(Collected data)
▼▼▼
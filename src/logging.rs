//! Logging setup.
//!
//! The library crates only emit `tracing` events; installing a subscriber is
//! left to the embedding application. [`init`] installs a `tracing-subscriber`
//! fmt subscriber once per process.
//!
//! The level comes from [`LogConfig`], overridden by the `POLYDISPATCH_LOG`
//! environment variable when set (any `EnvFilter` directive, e.g.
//! `polydispatch_resolver=trace`).

use std::fmt;
use std::str::FromStr;
use std::sync::OnceLock;

use tracing_subscriber::{EnvFilter, fmt as tracing_fmt};

use crate::config::ConfigError;

/// Environment variable holding a filter directive.
pub const LOG_ENV: &str = "POLYDISPATCH_LOG";

/// Environment variable selecting the output format.
pub const LOG_FORMAT_ENV: &str = "POLYDISPATCH_LOG_FORMAT";

/// Output format for log events.
#[derive(Debug, Clone, Copy, PartialEq, Eq, Default)]
pub enum LogFormat {
    /// Compact human-readable lines.
    #[default]
    Text,
    /// One JSON object per event.
    Json,
}

impl FromStr for LogFormat {
    type Err = ConfigError;

    fn from_str(s: &str) -> Result<Self, Self::Err> {
        match s.to_ascii_lowercase().as_str() {
            "text" | "plain" | "compact" => Ok(Self::Text),
            "json" => Ok(Self::Json),
            _ => Err(ConfigError::InvalidLogFormat(s.to_string())),
        }
    }
}

impl fmt::Display for LogFormat {
    fn fmt(&self, f: &mut fmt::Formatter<'_>) -> fmt::Result {
        f.write_str(match self {
            LogFormat::Text => "text",
            LogFormat::Json => "json",
        })
    }
}

/// Logging verbosity.
#[derive(Debug, Clone, Copy, PartialEq, Eq, PartialOrd, Ord, Default)]
pub enum LogLevel {
    Error,
    #[default]
    Warn,
    Info,
    Debug,
    Trace,
}

impl LogLevel {
    pub fn as_tracing_level(self) -> tracing::Level {
        match self {
            LogLevel::Error => tracing::Level::ERROR,
            LogLevel::Warn => tracing::Level::WARN,
            LogLevel::Info => tracing::Level::INFO,
            LogLevel::Debug => tracing::Level::DEBUG,
            LogLevel::Trace => tracing::Level::TRACE,
        }
    }
}

impl FromStr for LogLevel {
    type Err = ConfigError;

    fn from_str(s: &str) -> Result<Self, Self::Err> {
        match s.to_ascii_lowercase().as_str() {
            "error" | "err" => Ok(Self::Error),
            "warn" | "warning" => Ok(Self::Warn),
            "info" => Ok(Self::Info),
            "debug" => Ok(Self::Debug),
            "trace" | "verbose" => Ok(Self::Trace),
            _ => Err(ConfigError::InvalidLogLevel(s.to_string())),
        }
    }
}

impl fmt::Display for LogLevel {
    fn fmt(&self, f: &mut fmt::Formatter<'_>) -> fmt::Result {
        f.write_str(match self {
            LogLevel::Error => "error",
            LogLevel::Warn => "warn",
            LogLevel::Info => "info",
            LogLevel::Debug => "debug",
            LogLevel::Trace => "trace",
        })
    }
}

/// Log level and format.
#[derive(Debug, Clone, Copy, PartialEq, Eq, Default)]
pub struct LogConfig {
    pub level: LogLevel,
    pub format: LogFormat,
}

impl LogConfig {
    /// Set the level.
    pub fn with_level(mut self, level: LogLevel) -> Self {
        self.level = level;
        self
    }

    /// Set the format.
    pub fn with_format(mut self, format: LogFormat) -> Self {
        self.format = format;
        self
    }

    /// Apply the format override from the environment, if present and valid.
    pub fn with_env_overrides(self) -> Self {
        match std::env::var(LOG_FORMAT_ENV).ok().map(|v| v.parse()) {
            Some(Ok(format)) => self.with_format(format),
            _ => self,
        }
    }
}

/// Install the global subscriber. Returns false if one was already
/// installed by an earlier call (or by the host application).
pub fn init(config: &LogConfig) -> bool {
    static INITIALISED: OnceLock<bool> = OnceLock::new();

    *INITIALISED.get_or_init(|| {
        let config = config.with_env_overrides();
        let filter = EnvFilter::try_from_env(LOG_ENV)
            .unwrap_or_else(|_| EnvFilter::new(config.level.to_string()));

        let builder = tracing_fmt::fmt()
            .with_env_filter(filter)
            .with_writer(std::io::stderr)
            .with_target(true)
            .with_level(true);

        match config.format {
            LogFormat::Json => {
                tracing::subscriber::set_global_default(builder.json().finish()).is_ok()
            }
            LogFormat::Text => {
                tracing::subscriber::set_global_default(builder.compact().finish()).is_ok()
            }
        }
    })
}
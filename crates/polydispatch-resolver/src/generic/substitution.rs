//! Type substitution for generic instantiation.
//!
//! Replaces generic parameter placeholders with concrete type arguments in
//! member signatures, conformance records and conversion operators.

use polydispatch_core::{
    ConformanceRecord, ConversionDecl, GenericParam, InstantiationError, MemberSignature, TypeHash,
};
use rustc_hash::FxHashMap;

/// Map from placeholder hash to concrete type.
pub type SubstitutionMap = FxHashMap<TypeHash, TypeHash>;

/// Build a substitution map from generic parameters and type arguments.
///
/// # Errors
/// Returns `ArityMismatch` if the number of arguments doesn't match.
pub fn build_substitution_map(
    owner: &str,
    params: &[GenericParam],
    type_args: &[TypeHash],
) -> Result<SubstitutionMap, InstantiationError> {
    if params.len() != type_args.len() {
        return Err(InstantiationError::ArityMismatch {
            name: owner.to_string(),
            expected: params.len(),
            got: type_args.len(),
        });
    }

    Ok(params
        .iter()
        .map(|p| p.type_hash)
        .zip(type_args.iter().copied())
        .collect())
}

/// Substitute a single type.
pub fn substitute_type(hash: TypeHash, map: &SubstitutionMap) -> TypeHash {
    map.get(&hash).copied().unwrap_or(hash)
}

/// Substitute every type in a parameter list.
pub fn substitute_params(params: &[TypeHash], map: &SubstitutionMap) -> Vec<TypeHash> {
    params.iter().map(|&p| substitute_type(p, map)).collect()
}

/// Substitute a member's signature and move it onto `declaring`.
///
/// Generic parameters bound by `map` are removed from the member; its own
/// unbound generic parameters (a generic method inside a generic type) stay.
pub fn substitute_member(
    member: &MemberSignature,
    map: &SubstitutionMap,
    declaring: TypeHash,
) -> MemberSignature {
    MemberSignature {
        name: member.name.clone(),
        params: substitute_params(&member.params, map),
        return_type: substitute_type(member.return_type, map),
        declaring,
        virtuality: member.virtuality,
        is_static: member.is_static,
        generic_params: member
            .generic_params
            .iter()
            .filter(|p| !map.contains_key(&p.type_hash))
            .cloned()
            .collect(),
    }
}

/// Substitute a conformance record and move it onto `implementing`.
///
/// Explicit implementation mappings are keyed by member hash, which changes
/// with the declaring type, so `member_map` translates open member hashes to
/// instance member hashes.
pub fn substitute_conformance(
    record: &ConformanceRecord,
    map: &SubstitutionMap,
    implementing: TypeHash,
    member_map: &FxHashMap<TypeHash, TypeHash>,
) -> ConformanceRecord {
    let mut result = ConformanceRecord::new(implementing, substitute_type(record.interface, map));
    for (&iface_member, &implementation) in &record.implementations {
        let implementation = member_map
            .get(&implementation)
            .copied()
            .unwrap_or(implementation);
        result = result.with_implementation(iface_member, implementation);
    }
    result
}

/// Substitute a conversion operator and move it onto `declaring`.
pub fn substitute_conversion(
    decl: &ConversionDecl,
    map: &SubstitutionMap,
    declaring: TypeHash,
) -> ConversionDecl {
    ConversionDecl {
        from: substitute_type(decl.from, map),
        to: substitute_type(decl.to, map),
        implicit: decl.implicit,
        declaring,
    }
}
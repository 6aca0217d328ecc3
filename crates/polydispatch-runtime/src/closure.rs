//! Closure frames and activations.
//!
//! A function value that captures locals of its enclosing activation must be
//! able to outlive that activation. Capture hoists each captured local into a
//! shared heap cell, and the activation's own reads and writes of that local
//! are redirected to the same cell from then on, so mutations stay visible on
//! both sides. A [`ClosureFrame`] is kept alive by every delegate built over
//! it; the activation that created it may end first.
//!
//! Slot access is synchronized per slot only. Callers that need several
//! slots to change together coordinate that themselves.

use std::sync::{Arc, PoisonError, RwLock};

use polydispatch_core::{RuntimeError, Value};
use rustc_hash::FxHashMap;

/// Name of the implicit local holding the enclosing instance.
pub const THIS: &str = "this";

/// A captured variable cell, shared by every frame and activation that
/// refers to it.
pub type SharedSlot = Arc<RwLock<Value>>;

fn read(slot: &SharedSlot) -> Value {
    slot.read().unwrap_or_else(PoisonError::into_inner).clone()
}

fn write(slot: &SharedSlot, value: Value) {
    *slot.write().unwrap_or_else(PoisonError::into_inner) = value;
}

/// Heap record of the variables captured by one function value.
#[derive(Debug)]
pub struct ClosureFrame {
    names: Vec<String>,
    slots: Vec<SharedSlot>,
}

impl ClosureFrame {
    /// Number of captured variables.
    pub fn len(&self) -> usize {
        self.slots.len()
    }

    /// Check if nothing was captured.
    pub fn is_empty(&self) -> bool {
        self.slots.is_empty()
    }

    /// Captured variable names in slot order.
    pub fn names(&self) -> impl Iterator<Item = &str> {
        self.names.iter().map(String::as_str)
    }

    fn index_of(&self, name: &str) -> Option<usize> {
        self.names.iter().position(|n| n == name)
    }

    /// Read a captured variable.
    pub fn get(&self, name: &str) -> Option<Value> {
        self.index_of(name)
            .and_then(|i| self.slots.get(i))
            .map(read)
    }

    /// Write a captured variable. Returns false if it was not captured.
    pub fn set(&self, name: &str, value: Value) -> bool {
        match self.index_of(name).and_then(|i| self.slots.get(i)) {
            Some(slot) => {
                write(slot, value);
                true
            }
            None => false,
        }
    }

    /// The captured enclosing instance, if any.
    pub fn this(&self) -> Option<Value> {
        self.get(THIS)
    }

    /// Check if both frames captured the same cell for `name`.
    pub fn shares_slot_with(&self, other: &ClosureFrame, name: &str) -> bool {
        let mine = self.index_of(name).and_then(|i| self.slots.get(i));
        let theirs = other.index_of(name).and_then(|i| other.slots.get(i));
        matches!((mine, theirs), (Some(a), Some(b)) if Arc::ptr_eq(a, b))
    }
}

#[derive(Debug)]
enum Local {
    Stack(Value),
    Hoisted(SharedSlot),
}

/// Locals of one call activation.
#[derive(Debug, Default)]
pub struct Activation {
    locals: Vec<Local>,
    by_name: FxHashMap<String, usize>,
}

impl Activation {
    /// Create an activation with no locals.
    pub fn new() -> Self {
        Self::default()
    }

    /// Create an activation for an instance method.
    pub fn with_this(this: Value) -> Self {
        let mut activation = Self::new();
        activation.declare(THIS, this);
        activation
    }

    /// Declare a local, replacing any earlier local with the same name.
    pub fn declare(&mut self, name: impl Into<String>, value: Value) {
        let index = self.locals.len();
        self.locals.push(Local::Stack(value));
        self.by_name.insert(name.into(), index);
    }

    fn local(&self, name: &str) -> Result<&Local, RuntimeError> {
        self.by_name
            .get(name)
            .and_then(|&i| self.locals.get(i))
            .ok_or_else(|| RuntimeError::UnknownVariable(name.to_string()))
    }

    /// Read a local.
    pub fn get(&self, name: &str) -> Result<Value, RuntimeError> {
        Ok(match self.local(name)? {
            Local::Stack(value) => value.clone(),
            Local::Hoisted(slot) => read(slot),
        })
    }

    /// Write a local.
    pub fn set(&mut self, name: &str, value: Value) -> Result<(), RuntimeError> {
        let local = self
            .by_name
            .get(name)
            .and_then(|&i| self.locals.get_mut(i))
            .ok_or_else(|| RuntimeError::UnknownVariable(name.to_string()))?;
        match local {
            Local::Stack(current) => *current = value,
            Local::Hoisted(slot) => write(slot, value),
        }
        Ok(())
    }

    /// Check if a local has been hoisted into a closure frame.
    pub fn is_captured(&self, name: &str) -> bool {
        matches!(self.local(name), Ok(Local::Hoisted(_)))
    }

    /// Capture free variables into a new closure frame.
    ///
    /// Each named local (and `this` when `capture_this` is set) is hoisted
    /// into a shared cell if it is not already; a local captured by an
    /// earlier closure keeps its cell, so both closures see one variable.
    pub fn capture(
        &mut self,
        free_vars: &[&str],
        capture_this: bool,
    ) -> Result<Arc<ClosureFrame>, RuntimeError> {
        let mut names: Vec<&str> = free_vars.to_vec();
        if capture_this && !names.contains(&THIS) {
            names.push(THIS);
        }

        let mut frame = ClosureFrame {
            names: Vec::with_capacity(names.len()),
            slots: Vec::with_capacity(names.len()),
        };
        for name in names {
            let local = self
                .by_name
                .get(name)
                .and_then(|&i| self.locals.get_mut(i))
                .ok_or_else(|| RuntimeError::UnknownVariable(name.to_string()))?;
            let slot = match local {
                Local::Hoisted(slot) => Arc::clone(slot),
                Local::Stack(value) => {
                    let slot: SharedSlot = Arc::new(RwLock::new(std::mem::take(value)));
                    *local = Local::Hoisted(Arc::clone(&slot));
                    slot
                }
            };
            frame.names.push(name.to_string());
            frame.slots.push(slot);
        }
        Ok(Arc::new(frame))
    }
}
▲▲▲
> _AIM OF THE TASK_
Your answer should be the lines above, from the line containing "self.slots.is_empty()" up to and including the line containing "self.names.iter().position(|n| n == name)", reproduced exactly and with nothing else.

> _PROBLEM SOLUTION_
        self.slots.is_empty()
    }

    /// Captured variable names in slot order.
    pub fn names(&self) -> impl Iterator<Item = &str> {
        self.names.iter().map(String::as_str)
    }

    fn index_of(&self, name: &str) -> Option<usize> {
        self.names.iter().position(|n| n == name)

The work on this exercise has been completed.